ASSESSMENT OF FACTORS PREDICTING MORTALITY IN TRAUMA PATIENTS USING REVISED TRAUMA SCORE: A PROSPECTIVE OBSERVATIONAL STUDY AT A TERTIARY CARE HOSPITAL IN WEST BENGAL, INDIA
Main Article Content
Keywords
Revised Trauma Score, Trauma mortality, Glasgow Coma Scale, Injury severity, Emergency triage
Abstract
Trauma constitutes a major public health burden globally, with developing countries bearing a disproportionate share of mortality and morbidity. Early identification of high-risk patients through validated scoring systems is essential for optimal triage and resource allocation. The Revised Trauma Score (RTS), incorporating Glasgow Coma Scale, systolic blood pressure, and respiratory rate, serves as a widely utilized physiological scoring tool for mortality prediction. This study aimed to assess factors predicting mortality in trauma patients using RTS and evaluate its predictive accuracy in an Indian tertiary care setting.

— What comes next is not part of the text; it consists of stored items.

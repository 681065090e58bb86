//! 2D point value type

use glam::DVec2;
use serde::{Deserialize, Serialize};

use crate::approx_eq;

/// An immutable point in screen space (y grows downward)
#[derive(Debug, Clone, Copy, Default, PartialEq, Serialize, Deserialize)]
pub struct Point {
    x: f64,
    y: f64,
}

impl Point {
    pub const fn new(x: f64, y: f64) -> Self {
        Self { x, y }
    }

    #[inline]
    pub fn x(&self) -> f64 {
        self.x
    }

    #[inline]
    pub fn y(&self) -> f64 {
        self.y
    }

    /// Euclidean distance to `other`
    pub fn distance(&self, other: Point) -> f64 {
        self.as_dvec2().distance(other.as_dvec2())
    }

    /// Per-axis equality within [`crate::consts::EPSILON`].
    ///
    /// Not transitive: chains of near-equal points can drift apart.
    pub fn approx_eq(&self, other: Point) -> bool {
        approx_eq(self.x, other.x) && approx_eq(self.y, other.y)
    }

    #[inline]
    pub fn as_dvec2(&self) -> DVec2 {
        DVec2::new(self.x, self.y)
    }
}

impl From<DVec2> for Point {
    fn from(v: DVec2) -> Self {
        Self::new(v.x, v.y)
    }
}

impl From<Point> for DVec2 {
    fn from(p: Point) -> Self {
        p.as_dvec2()
    }
}
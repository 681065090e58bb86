use arkanoid::Settings;
use arkanoid::sim::*;

fn block_env(rects: &[Rectangle]) -> GameEnvironment<Block> {
    let mut env: GameEnvironment<Block> = GameEnvironment::new();
    for rect in rects {
        env.add_collidable(Block::new(*rect, Color::BLUE));
    }
    env
}

#[test]
fn test_ball_bounces_off_block_top() {
    // Block spans x in [390, 440], y in [310, 330]
    let env = block_env(&[Rectangle::new(Point::new(390.0, 310.0), 50.0, 20.0)]);
    let radius = 6;
    let mut ball = Ball::new(Point::new(400.0, 300.0), radius, Color::WHITE)
        .with_velocity(Velocity::new(2.0, 3.0));

    // Extended trajectory ends at y = 309, one short of the block
    assert_eq!(ball.advance(&env), Advance::Moved);
    assert_eq!(ball.center(), Point::new(402.0, 303.0));

    let outcome = ball.advance(&env);
    match outcome {
        Advance::Bounced { collidable, point } => {
            assert_eq!(collidable.index(), 0);
            assert!((point.y() - 310.0).abs() < 1e-9);
        }
        other => panic!("expected bounce, got {:?}", other),
    }

    assert!(ball.center().y() < 310.0 - radius as f64);
    assert!(ball.velocity().dy() < 0.0, "dy sign must flip");
    assert_eq!(ball.velocity().dx(), 2.0);
}

#[test]
fn test_closest_collision_is_order_independent() {
    let near = Rectangle::new(Point::new(100.0, 0.0), 20.0, 100.0);
    let far = Rectangle::new(Point::new(300.0, 0.0), 20.0, 100.0);
    let trajectory = Line::from_coords(0.0, 50.0, 500.0, 50.0);

    for (rects, expected) in [([near, far], 0), ([far, near], 1)] {
        let env = block_env(&rects);
        let info = env.closest_collision(&trajectory).info().expect("hit");
        assert_eq!(info.collidable().index(), expected);
        assert!(info.collision_point().approx_eq(Point::new(100.0, 50.0)));
    }
}

#[test]
fn test_ball_rebounds_off_paddle() {
    let settings = Settings::default();
    let mut env: GameEnvironment = GameEnvironment::new();
    let paddle = env.add_collidable(Paddle::new(
        Rectangle::new(Point::new(20.0, 560.0), 760.0, 20.0),
        Color::ORANGE,
        settings.border_size,
        settings.screen_width - settings.border_size,
    ));

    // Straight down onto the middle region
    let mut ball = Ball::new(Point::new(400.0, 550.0), 6, Color::WHITE)
        .with_velocity(Velocity::new(0.0, 4.0));
    let outcome = ball.advance(&env);
    assert_eq!(
        outcome,
        Advance::Bounced {
            collidable: paddle,
            point: Point::new(400.0, 560.0)
        }
    );
    assert_eq!(ball.velocity(), Velocity::new(0.0, -4.0));

    // Far left region fans out up and to the left
    let mut ball = Ball::new(Point::new(30.0, 550.0), 6, Color::WHITE)
        .with_velocity(Velocity::new(0.0, 4.0));
    ball.advance(&env);
    assert!(ball.velocity().dx() < 0.0);
    assert!(ball.velocity().dy() < 0.0);
    assert!((ball.velocity().speed() - 4.0).abs() < 1e-9);
}

#[test]
fn test_full_game_runs_deterministically() {
    let settings = Settings::default();
    let mut a = GameState::new(&settings);
    let mut b = GameState::new(&settings);
    let input = TickInput::default();

    let mut bounces = 0;
    for _ in 0..1000 {
        let ra = tick(&mut a, &input);
        let rb = tick(&mut b, &input);
        assert_eq!(ra, rb);
        bounces += ra.bounces.len();
    }

    assert!(bounces > 0);
    assert_eq!(a.balls, b.balls);
    for ball in &a.balls {
        assert!(ball.center().x().is_finite() && ball.center().y().is_finite());
    }
}

#[test]
fn test_state_serializes() {
    let state = GameState::new(&Settings::default());
    let json = serde_json::to_string(&state).expect("serializes");
    let back: GameState = serde_json::from_str(&json).expect("parses");
    assert_eq!(back.balls, state.balls);
    assert_eq!(back.environment.len(), state.environment.len());
    assert_eq!(back.paddle, state.paddle);
}
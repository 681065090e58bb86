//! The ball and its per-tick trajectory advance

use glam::DVec2;
use serde::{Deserialize, Serialize};

use super::collision::{Collidable, CollidableId, Collision};
use super::color::Color;
use super::environment::GameEnvironment;
use super::line::Line;
use super::point::Point;
use super::rect::Rectangle;
use super::velocity::Velocity;
use crate::signum_or_zero;

/// What happened to a ball during one advance
#[derive(Debug, Clone, Copy, PartialEq)]
pub enum Advance {
    /// Nothing in the way; moved one full step
    Moved,
    /// Struck a collidable, parked short of it and took its rebound velocity
    Bounced {
        collidable: CollidableId,
        point: Point,
    },
    /// Zero velocity; position unchanged
    Stationary,
}

/// A moving ball. The environment it bounces in is borrowed per advance.
#[derive(Debug, Clone, PartialEq, Serialize, Deserialize)]
pub struct Ball {
    center: Point,
    radius: u32,
    pub color: Color,
    velocity: Velocity,
}

impl Ball {
    /// `radius` is raised to at least 1
    pub fn new(center: Point, radius: u32, color: Color) -> Self {
        Self {
            center,
            radius: radius.max(1),
            color,
            velocity: Velocity::default(),
        }
    }

    pub fn with_velocity(mut self, velocity: Velocity) -> Self {
        self.velocity = velocity;
        self
    }

    #[inline]
    pub fn center(&self) -> Point {
        self.center
    }

    #[inline]
    pub fn radius(&self) -> u32 {
        self.radius
    }

    #[inline]
    pub fn velocity(&self) -> Velocity {
        self.velocity
    }

    pub fn set_velocity(&mut self, velocity: Velocity) {
        self.velocity = velocity;
    }

    /// Segment from the center to one step ahead, pushed a further radius
    /// along each axis the ball is moving on. A zero velocity component adds
    /// no extension on that axis.
    pub fn trajectory(&self) -> Line {
        let v = self.velocity.as_dvec2();
        let extension = DVec2::new(signum_or_zero(v.x), signum_or_zero(v.y)) * self.radius as f64;
        let end = self.center.as_dvec2() + v + extension;
        Line::new(self.center, Point::from(end))
    }

    /// Advance one tick against `environment`.
    ///
    /// Without a collision the ball moves by its velocity. Otherwise it stops
    /// one radius short of the hit point along the trajectory, asks the struck
    /// collidable for a new velocity, and takes one step with it so the same
    /// contact is not found again next tick.
    pub fn advance<C: Collidable>(&mut self, environment: &GameEnvironment<C>) -> Advance {
        if self.velocity.is_zero() {
            return Advance::Stationary;
        }

        let trajectory = self.trajectory();
        let info = match environment.closest_collision(&trajectory) {
            Collision::Hit(info) => info,
            Collision::Miss | Collision::Degenerate => {
                self.center = self.velocity.apply_to_point(self.center);
                return Advance::Moved;
            }
        };

        let point = info.collision_point();
        let radius = self.radius as f64;

        let distance_to_move = self.center.distance(point) - radius;
        let full_distance = self.center.distance(trajectory.end());
        let fraction = if full_distance > 0.0 {
            (distance_to_move / full_distance).clamp(0.0, 1.0)
        } else {
            0.0
        };
        self.center = trajectory.point_at_fraction(fraction);

        if let Some(collidable) = environment.get(info.collidable()) {
            self.velocity = collidable.hit(point, self.velocity);
        }
        self.center = self.velocity.apply_to_point(self.center);

        log::debug!(
            "Ball hit collidable {} at ({:.2}, {:.2}), new velocity ({:.2}, {:.2})",
            info.collidable().index(),
            point.x(),
            point.y(),
            self.velocity.dx(),
            self.velocity.dy()
        );

        Advance::Bounced {
            collidable: info.collidable(),
            point,
        }
    }

    /// Step inside `bounds`, reversing an axis whenever the next position
    /// would come within one radius of the boundary.
    pub fn move_within(&mut self, bounds: &Rectangle) {
        let r = self.radius as f64;
        let next = self.velocity.apply_to_point(self.center);
        let mut dx = self.velocity.dx();
        let mut dy = self.velocity.dy();

        if next.x() > bounds.right() - r || next.x() < bounds.left() + r {
            dx = -dx;
        }
        if next.y() > bounds.bottom() - r || next.y() < bounds.top() + r {
            dy = -dy;
        }

        self.velocity = Velocity::new(dx, dy);
        self.center = self.velocity.apply_to_point(self.center);
    }

    /// Reverse any axis on which the ball already touches the screen edge
    pub fn check_and_reverse(&mut self, width: f64, height: f64) {
        let r = self.radius as f64;
        let (x, y) = (self.center.x(), self.center.y());

        if x - r < 0.0 || x + r >= width {
            self.velocity = Velocity::new(-self.velocity.dx(), self.velocity.dy());
        }
        if y - r <= 0.0 || y + r >= height {
            self.velocity = Velocity::new(self.velocity.dx(), -self.velocity.dy());
        }
    }
}
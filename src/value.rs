//! The decoded response value: a recursive sum over RESP3's type alphabet.

/// A fully decoded RESP3 response.
///
/// `Set` and `Map` are kept as `Vec`s rather than `HashSet`/`HashMap`: the
/// protocol forbids aggregate-valued keys in practice but this type doesn't
/// need to enforce that, since the decoder never constructs one, and a `Vec`
/// sidesteps requiring `Value` to implement `Hash`/`Eq` (which recursive
/// `Double`s make awkward) entirely. Per the protocol, `Set` members are not
/// de-duplicated by the decoder.
#[derive(Debug, Clone, PartialEq)]
pub enum Value {
    /// The `_` frame: no payload.
    Null,
    /// The `#` frame: `t` or `f`.
    Boolean(bool),
    /// The `:` frame: a signed decimal integer.
    Integer(i64),
    /// The `(` frame: an arbitrary-precision integer, kept as the raw ASCII
    /// digit bytes (with an optional leading `-`) rather than a fixed-width
    /// type, since the protocol places no bound on its magnitude.
    BigNumber(Vec<u8>),
    /// The `,` frame: an IEEE-754 double, including `inf`/`-inf`/`nan`.
    Double(f64),
    /// The `+` frame: a short inline byte-string guaranteed not to contain a
    /// CRLF.
    SimpleString(Vec<u8>),
    /// The `$` frame: a length-prefixed byte-string that may contain any
    /// bytes.
    BlobString(Vec<u8>),
    /// The `=` frame: like `BlobString`, but the first three bytes of the
    /// wire payload name a format and the fourth is a separating colon. Both
    /// are preserved here rather than discarded.
    VerbatimString {
        /// The three-byte format tag, e.g. `txt` or `mkd`.
        format: [u8; 3],
        /// The payload after the format tag and its separating colon.
        payload: Vec<u8>,
    },
    /// The `*` frame: an ordered sequence of values.
    Array(Vec<Value>),
    /// The `~` frame: an unordered collection of values, kept in wire order
    /// and not de-duplicated.
    Set(Vec<Value>),
    /// The `%` frame: an ordered sequence of key/value pairs.
    Map(Vec<(Value, Value)>),
}

impl Value {
    /// Returns the byte-string payload of a `SimpleString` or `BlobString`,
    /// or `None` for any other variant.
    ///
    /// A convenience accessor for the common case of reading back a plain
    /// string reply (e.g. `+OK\r\n`) without matching on the full enum.
    pub fn as_bytes(&self) -> Option<&[u8]> {
        match self {
            Value::SimpleString(b) | Value::BlobString(b) => Some(b),
            _ => None,
        }
    }

    /// Returns `true` for [`Value::Null`].
    pub fn is_null(&self) -> bool {
        matches!(self, Value::Null)
    }
}
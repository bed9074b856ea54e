//! Defines the error taxonomy shared by every other module.
//!
//! The split mirrors a codec/connection boundary: [`CodecError`] is raised by
//! the pure encode/decode/discard functions in [`crate::codec`], which never
//! see a host or port; [`Connection`](crate::Connection) decorates those
//! failures with that context on the way into the outer [`RedisError`].

use std::io;
use std::str::Utf8Error;

/// The common ancestor of every error this crate can produce.
#[derive(Debug, thiserror::Error)]
pub enum RedisError {
    /// A transport-level fault: connect failure, write failure, or a read
    /// that left the stream mis-framed.
    #[error(transparent)]
    Connection(#[from] ConnectionError),
    /// A call was made that requires the connection to be alive (or, for
    /// `disconnect`, already alive), but it wasn't.
    #[error(transparent)]
    State(#[from] StateError),
    /// The server reported a Simple- or Blob-Error for the current response.
    #[error(transparent)]
    Response(#[from] ResponseError),
    /// The decoder encountered a Push or Attribute frame, which this crate
    /// does not support decoding.
    #[error("{0} is not supported by this decoder")]
    NotImplemented(UnsupportedTag),
    /// A `redis://` URL was malformed.
    #[error("invalid redis url: {0}")]
    Url(String),
    /// The post-connect `HELLO 3` handshake did not complete successfully.
    #[error("HELLO handshake failed: {0}")]
    Handshake(String),
}

/// A transport-level fault.
///
/// Every variant reflects a connection that has already been closed by the
/// time this error is observed: there is no `ConnectionError` that leaves the
/// connection alive.
#[derive(Debug, thiserror::Error)]
pub enum ConnectionError {
    /// Failed to open the TCP transport to `host:port`.
    #[error("failed to connect to {host}:{port}: {source}")]
    Connect {
        /// The host that was being connected to.
        host: String,
        /// The port that was being connected to.
        port: u16,
        /// The underlying OS error.
        #[source]
        source: io::Error,
    },
    /// Writing a command to `host:port` failed.
    #[error("writing to {host}:{port} failed: {source}")]
    Write {
        /// The host the write was addressed to.
        host: String,
        /// The port the write was addressed to.
        port: u16,
        /// The underlying OS error.
        #[source]
        source: io::Error,
    },
    /// Reading a response from `host:port` failed, or the stream was left
    /// incompletely framed (EOF mid-frame, a short read, or a missing CRLF
    /// terminator).
    #[error("reading from {host}:{port} failed: {source}")]
    Read {
        /// The host the read was addressed to.
        host: String,
        /// The port the read was addressed to.
        port: u16,
        /// The underlying I/O error, or a synthesized one describing the
        /// framing violation.
        #[source]
        source: io::Error,
    },
}

/// A call was made against a [`Connection`](crate::Connection) in the wrong
/// state: `write_command`, `read_response`, and `discard_response` all
/// require the connection to be alive, and `disconnect` requires it too
/// (calling `disconnect` twice in a row is an error, not a no-op).
#[derive(Debug, Clone, Copy, PartialEq, Eq, thiserror::Error)]
#[error("connection is not alive; call connect() first")]
pub struct StateError;

/// The server reported an error for the current response, via either the
/// Simple-Error (`-`) or Blob-Error (`!`) tag.
///
/// Decoding of any aggregate this error was nested inside is aborted; the
/// partial array, set, or map is discarded along with it. The connection
/// itself is left alive, since the error tag is a complete, correctly framed
/// response on its own.
#[derive(Debug, Clone, PartialEq, Eq, thiserror::Error)]
#[error("{code}: {message}")]
pub struct ResponseError {
    /// The error code, e.g. `ERR` or `WRONGTYPE`.
    pub code: String,
    /// The human-readable error message.
    pub message: String,
}

impl ResponseError {
    /// Splits a `"CODE message"` payload (as carried by `-` and `!` frames)
    /// into a `ResponseError`. If there's no space, the whole payload becomes
    /// the code and the message is empty.
    pub(crate) fn from_payload(payload: &[u8]) -> Self {
        let text = String::from_utf8_lossy(payload);
        match text.split_once(' ') {
            Some((code, message)) => ResponseError {
                code: code.to_owned(),
                message: message.to_owned(),
            },
            None => ResponseError {
                code: text.into_owned(),
                message: String::new(),
            },
        }
    }
}

/// Which unsupported RESP3 frame type was encountered.
#[derive(Debug, Clone, Copy, PartialEq, Eq, thiserror::Error)]
pub enum UnsupportedTag {
    /// A Push (`>`) frame: a server-initiated, out-of-band message.
    #[error("push message")]
    Push,
    /// An Attribute (`|`) frame: out-of-band metadata attached to a response.
    #[error("attribute")]
    Attribute,
}

/// A failure raised by the pure codec functions in [`crate::codec`].
///
/// This type carries no host/port context — that's added by
/// [`Connection`](crate::Connection) when a codec call is driven by a real
/// transport. Tests that exercise the codec directly over an in-memory buffer
/// see `CodecError` values without ever going through `RedisError`.
#[derive(Debug, thiserror::Error)]
pub enum CodecError {
    /// An I/O fault, or the stream was left incompletely framed: EOF before a
    /// header's CRLF, a short read of a blob body, a missing CRLF terminator,
    /// or a length/count field that didn't parse as the decimal form the
    /// protocol requires. All of these mean the stream can no longer be
    /// trusted to be correctly framed.
    #[error("{0}")]
    Io(#[from] io::Error),
    /// The server reported an error for this response (see [`ResponseError`]),
    /// or the decoder saw a boolean payload other than `t`/`f`, or an
    /// unrecognized top-level tag.
    #[error(transparent)]
    Response(#[from] ResponseError),
    /// A Push or Attribute frame was encountered.
    #[error(transparent)]
    Unsupported(#[from] UnsupportedTag),
}

impl From<Utf8Error> for CodecError {
    fn from(e: Utf8Error) -> Self {
        CodecError::Io(io::Error::new(io::ErrorKind::InvalidData, e))
    }
}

Methods: A prospective observational study was conducted at Gouri Devi Institute of Medical Sciences and Hospital, West Bengal, from July 2024 to December 2024. A total of 168 trauma patients meeting inclusion criteria were enrolled through consecutive sampling. Demographic data, injury characteristics, and RTS parameters were recorded. Mortality prediction accuracy was assessed using receiver operating characteristic curve analysis, and logistic regression identified independent predictors.
Results: The study population comprised predominantly males (82.1%) with mean age of 37.42 years. Road traffic accidents were the leading mechanism (66.7%). Overall mortality was 16.7%. Non-survivors had significantly lower mean RTS (3.68 vs. 6.82, p<0.001) compared to survivors. The RTS demonstrated excellent discriminatory ability with area under curve of 0.924. At optimal cutoff of 5.68, sensitivity was 89.3% and specificity was 87.1%. Glasgow Coma Scale below 9 emerged as the strongest mortality predictor (OR: 8.64).
Conclusion: The Revised Trauma Score effectively predicts mortality in trauma patients, demonstrating excellent discriminatory ability. Implementation of RTS-based triage protocols is recommended for emergency departments in resource-limited settings to facilitate early identification of high-risk patients.